徳山ダムは2008年に完成してしまっていますが、揖斐川から木曽川へと導水路で水を運ばないと名古屋市では使えません。その導水路の建設事業から名古屋市が撤退する見込みなのです。さすが、総理をねらう男、河村市長です。

導水事業撤退に関する下野の扱いは上記のとおり小さかったのですが、中日新聞の扱いは当然大きなものでした。同日の中日新聞は以下のとおりです。

名古屋市が導水路撤退 徳山ダムの利水権を放棄

名古屋市の河村たかし市長は14日、徳山ダム(岐阜県揖斐川町)の水を、同市と愛知県の取水口がある木曽川まで流す「木曽川水系連絡導水路事業」から撤退する方針を明らかにした。水需要が増えていないことが理由で、同ダムの水を毎秒1・7トン利用できる権利は放棄する。

市が撤退しても、導水路の規模を小さくするなどして事業費を削減するのは難しい。事業継続には、市と同じく権利を持つ愛知県を中心に、国や岐阜、三重両県の負担が増す可能性があり、反発が起こるのは必至だ。

導水路は水資源機構が本年度に着工し、総事業費890億円のうち、市は2015年度までに121億円を負担する計画。市の本年度分1億6000万円は今月25日が1回目の支払期限だが、市はすでに「支払わない」と機構に通告した。

さらに権利を放棄することで、市は、毎年1億3000万円負担している徳山ダムの維持管理費も今後は支払わない構え。ただ、3500億円をかけて完成したダムの建設費は、市負担分のうち90億円を払っただけで、今後20年余かけて利息も含め310億円を支払う必要がある。

河村市長は本紙の取材に「水の使用量は1970年代をピークに減っている。水余りの中、さらに何百億円も投じて導水路を造る必要があるのか。渇水時には節水や農業用水の活用など市民の協力で乗り切れる」と話し、導水路事業そのものの見直し議論に火を付けたい姿勢も示す。早々に討論会を開き、市民の声も聞きたいとしている。

導水路の建設には名古屋市議会でも一部に疑問の声が上がったことはあるが、大勢は建設に同意しており、河村市長の方針には今後、議会が反発する可能性もある。
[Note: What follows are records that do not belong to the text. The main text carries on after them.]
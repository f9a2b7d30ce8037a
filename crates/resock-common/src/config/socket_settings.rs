//! Socket settings
//!
//! Loads connection settings from environment variables or a config file and
//! validates them into the form the client consumes.

use resock_core::{Backoff, RetryPolicy};
use serde::Deserialize;
use std::env;
use std::path::Path;
use std::str::FromStr;
use std::time::Duration;
use url::Url;

/// Raw connection settings, as written by the user
#[derive(Debug, Clone, PartialEq, Deserialize)]
pub struct SocketSettings {
    /// Server URL (`ws://` or `wss://`)
    pub url: String,
    /// Sub-protocols offered during the handshake
    #[serde(default)]
    pub protocols: Vec<String>,
    /// Delay before a reconnection attempt, in milliseconds
    #[serde(default = "default_retry_delay_ms")]
    pub retry_delay_ms: i64,
    /// Maximum number of reconnection attempts after a closure
    #[serde(default)]
    pub retry_attempt_limit: Option<u32>,
    /// Exponential backoff multiplier
    #[serde(default)]
    pub backoff_rate: Option<f64>,
    /// Upper bound for a backed-off delay, in milliseconds
    #[serde(default)]
    pub backoff_limit_ms: Option<u64>,
    /// Reconnect after a spontaneous closure
    #[serde(default = "default_reconnect_automatically")]
    pub reconnect_automatically: bool,
}

/// Settings that passed validation
#[derive(Debug, Clone, PartialEq)]
pub struct ValidatedSettings {
    pub url: Url,
    pub protocols: Vec<String>,
    pub retry: RetryPolicy,
    pub reconnect_automatically: bool,
}

// Default value functions
fn default_retry_delay_ms() -> i64 {
    1000
}

fn default_reconnect_automatically() -> bool {
    true
}

impl SocketSettings {
    /// Settings for `url` with every other field at its default
    pub fn new(url: impl Into<String>) -> Self {
        Self {
            url: url.into(),
            protocols: Vec::new(),
            retry_delay_ms: default_retry_delay_ms(),
            retry_attempt_limit: None,
            backoff_rate: None,
            backoff_limit_ms: None,
            reconnect_automatically: default_reconnect_automatically(),
        }
    }

    /// Set the offered sub-protocols
    #[must_use]
    pub fn protocols<I, S>(mut self, protocols: I) -> Self
    where
        I: IntoIterator<Item = S>,
        S: Into<String>,
    {
        self.protocols = protocols.into_iter().map(Into::into).collect();
        self
    }

    /// Set the reconnection delay
    #[must_use]
    pub fn retry_delay_ms(mut self, delay_ms: i64) -> Self {
        self.retry_delay_ms = delay_ms;
        self
    }

    /// Stop reconnecting after `limit` attempts
    #[must_use]
    pub fn retry_attempt_limit(mut self, limit: u32) -> Self {
        self.retry_attempt_limit = Some(limit);
        self
    }

    /// Enable exponential backoff
    #[must_use]
    pub fn backoff(mut self, rate: f64, limit_ms: Option<u64>) -> Self {
        self.backoff_rate = Some(rate);
        self.backoff_limit_ms = limit_ms;
        self
    }

    /// Enable or disable automatic reconnection
    #[must_use]
    pub fn reconnect_automatically(mut self, enabled: bool) -> Self {
        self.reconnect_automatically = enabled;
        self
    }

    /// Load settings from environment variables
    ///
    /// Reads a `.env` file first if one is present.
    ///
    /// # Errors
    /// Returns an error if `RESOCK_URL` is missing or a value cannot be parsed
    pub fn from_env() -> Result<Self, ConfigError> {
        // Load .env file if present (ignore errors if not found)
        let _ = dotenvy::dotenv();

        Self::from_lookup(|name| env::var(name).ok())
    }

    /// Load settings through an arbitrary variable lookup
    pub fn from_lookup<F>(lookup: F) -> Result<Self, ConfigError>
    where
        F: Fn(&str) -> Option<String>,
    {
        let vars = EnvVars::read(&lookup)?;
        let url = vars.url.ok_or(ConfigError::MissingVar("RESOCK_URL"))?;

        Ok(Self {
            url,
            protocols: vars.protocols.unwrap_or_default(),
            retry_delay_ms: vars.retry_delay_ms.unwrap_or_else(default_retry_delay_ms),
            retry_attempt_limit: vars.retry_attempt_limit,
            backoff_rate: vars.backoff_rate,
            backoff_limit_ms: vars.backoff_limit_ms,
            reconnect_automatically: vars
                .reconnect_automatically
                .unwrap_or_else(default_reconnect_automatically),
        })
    }

    /// Load settings from a config file, overridden by `RESOCK_*` variables
    ///
    /// The format is picked from the file extension (TOML, JSON, YAML, ...).
    /// Variables are read exactly as [`from_env`](Self::from_env) reads them,
    /// including a `.env` file if one is present.
    pub fn from_file(path: impl AsRef<Path>) -> Result<Self, ConfigError> {
        let _ = dotenvy::dotenv();

        Self::from_file_with_lookup(path.as_ref(), |name| env::var(name).ok())
    }

    fn from_file_with_lookup<F>(path: &Path, lookup: F) -> Result<Self, ConfigError>
    where
        F: Fn(&str) -> Option<String>,
    {
        let vars = EnvVars::read(&lookup)?;

        let settings = config::Config::builder()
            .add_source(config::File::from(path))
            .set_override_option("url", vars.url)?
            .set_override_option("protocols", vars.protocols)?
            .set_override_option("retry_delay_ms", vars.retry_delay_ms)?
            .set_override_option("retry_attempt_limit", vars.retry_attempt_limit)?
            .set_override_option("backoff_rate", vars.backoff_rate)?
            .set_override_option("backoff_limit_ms", vars.backoff_limit_ms)?
            .set_override_option("reconnect_automatically", vars.reconnect_automatically)?
            .build()?;

        Ok(settings.try_deserialize()?)
    }

    /// Validate the settings
    ///
    /// # Errors
    /// Returns the first problem found: bad URL, negative delay, bad backoff
    /// rate, or malformed protocol list.
    pub fn validate(&self) -> Result<ValidatedSettings, ConfigError> {
        let url = validate_url(&self.url)?;
        validate_protocols(&self.protocols)?;

        let delay_ms = u64::try_from(self.retry_delay_ms)
            .map_err(|_| ConfigError::NegativeDelay(self.retry_delay_ms))?;
        let mut retry = RetryPolicy::fixed(Duration::from_millis(delay_ms));

        if let Some(limit) = self.retry_attempt_limit {
            retry = retry.with_attempt_limit(limit);
        }

        match (self.backoff_rate, self.backoff_limit_ms) {
            (Some(rate), limit_ms) => {
                if !rate.is_finite() || rate < 1.0 {
                    return Err(ConfigError::InvalidBackoffRate(rate));
                }
                let mut backoff = Backoff::new(rate);
                if let Some(limit_ms) = limit_ms {
                    backoff = backoff.with_limit(Duration::from_millis(limit_ms));
                }
                retry = retry.with_backoff(backoff);
            }
            (None, Some(_)) => {
                return Err(ConfigError::InvalidValue(
                    "backoff_limit_ms",
                    "requires backoff_rate".to_string(),
                ));
            }
            (None, None) => {}
        }

        Ok(ValidatedSettings {
            url,
            protocols: self.protocols.clone(),
            retry,
            reconnect_automatically: self.reconnect_automatically,
        })
    }
}

/// `RESOCK_*` variables that were set
#[derive(Debug, Default)]
struct EnvVars {
    url: Option<String>,
    protocols: Option<Vec<String>>,
    retry_delay_ms: Option<i64>,
    retry_attempt_limit: Option<u32>,
    backoff_rate: Option<f64>,
    backoff_limit_ms: Option<u64>,
    reconnect_automatically: Option<bool>,
}

impl EnvVars {
    fn read<F>(lookup: &F) -> Result<Self, ConfigError>
    where
        F: Fn(&str) -> Option<String>,
    {
        Ok(Self {
            url: lookup("RESOCK_URL"),
            protocols: lookup("RESOCK_PROTOCOLS").map(|raw| split_protocols(&raw)),
            retry_delay_ms: parse_var(lookup, "RESOCK_RETRY_DELAY_MS")?,
            retry_attempt_limit: parse_var(lookup, "RESOCK_RETRY_ATTEMPT_LIMIT")?,
            backoff_rate: parse_var(lookup, "RESOCK_BACKOFF_RATE")?,
            backoff_limit_ms: parse_var(lookup, "RESOCK_BACKOFF_LIMIT_MS")?,
            reconnect_automatically: parse_var(lookup, "RESOCK_RECONNECT")?,
        })
    }
}

/// Split a comma-separated protocol list, dropping blanks
fn split_protocols(raw: &str) -> Vec<String> {
    raw.split(',')
        .map(str::trim)
        .filter(|p| !p.is_empty())
        .map(String::from)
        .collect()
}

fn parse_var<F, T>(lookup: &F, name: &'static str) -> Result<Option<T>, ConfigError>
where
    F: Fn(&str) -> Option<String>,
    T: FromStr,
{
    match lookup(name) {
        Some(raw) => raw
            .trim()
            .parse()
            .map(Some)
            .map_err(|_| ConfigError::InvalidValue(name, raw)),
        None => Ok(None),
    }
}

fn validate_url(raw: &str) -> Result<Url, ConfigError> {
    if raw.trim().is_empty() {
        return Err(ConfigError::EmptyUrl);
    }

    let url = Url::parse(raw).map_err(|e| ConfigError::InvalidUrl(raw.to_string(), e))?;

    match url.scheme() {
        "ws" | "wss" => {}
        other => return Err(ConfigError::UnsupportedScheme(other.to_string())),
    }

    if url.host_str().is_none_or(str::is_empty) {
        return Err(ConfigError::InvalidValue("url", "missing host".to_string()));
    }

    Ok(url)
}

fn validate_protocols(protocols: &[String]) -> Result<(), ConfigError> {
    for (index, protocol) in protocols.iter().enumerate() {
        let malformed = protocol.is_empty()
            || protocol
                .chars()
                .any(|c| c.is_whitespace() || c.is_control() || c == ',' || !c.is_ascii());
        if malformed {
            return Err(ConfigError::InvalidProtocol(protocol.clone()));
        }
        if protocols[..index].contains(protocol) {
            return Err(ConfigError::DuplicateProtocol(protocol.clone()));
        }
    }
    Ok(())
}

/// Configuration errors
#[derive(Debug, thiserror::Error)]
pub enum ConfigError {
    #[error("Missing required environment variable: {0}")]
    MissingVar(&'static str),

    #[error("Invalid value for {0}: {1}")]
    InvalidValue(&'static str, String),

    #[error("URL must not be empty")]
    EmptyUrl,

    #[error("Invalid URL '{0}': {1}")]
    InvalidUrl(String, #[source] url::ParseError),

    #[error("Unsupported URL scheme '{0}' (expected ws or wss)")]
    UnsupportedScheme(String),

    #[error("Retry delay must not be negative: {0}ms")]
    NegativeDelay(i64),

    #[error("Backoff rate must be a finite number >= 1: {0}")]
    InvalidBackoffRate(f64),

    #[error("Invalid protocol name: '{0}'")]
    InvalidProtocol(String),

    #[error("Protocol listed twice: '{0}'")]
    DuplicateProtocol(String),

    #[error("Failed to load settings: {0}")]
    Load(#[from] config::ConfigError),

    #[error("No Tokio runtime is running; build the socket inside one")]
    NoRuntime,
}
河村市長は、民主党の衆院議員時代から徳山ダムには反対の立場をとっていた。

【木曽川水系連絡導水路事業】揖斐川と木曽川を直径4メートル、全長43キロの地下トンネルで結び、徳山ダム(岐阜県揖斐川町)の水を毎秒4トン、渇水時は同20トン、木曽川に放流する。木曽川には愛知県と名古屋市の取水施設があり、都市用水への利用、渇水時の木曽、長良川両河川の環境改善などが目的。上流、下流の2ルートを建設する計画。2009年度に着工し15年度の完成が目標で、総事業費890億円は国と愛知、岐阜、三重各県と名古屋市が負担する。


●市長の差

うらやましい限りです。河村氏を選んだ名古屋市民に敬意を表します。もっとも、河村市長の言っていることは、無駄な事業にカネを出さないということであり、当然のことをやっているまでです。その当然のことができない首長が多いから、河村市長が輝いて見えてしまうのでしょうね。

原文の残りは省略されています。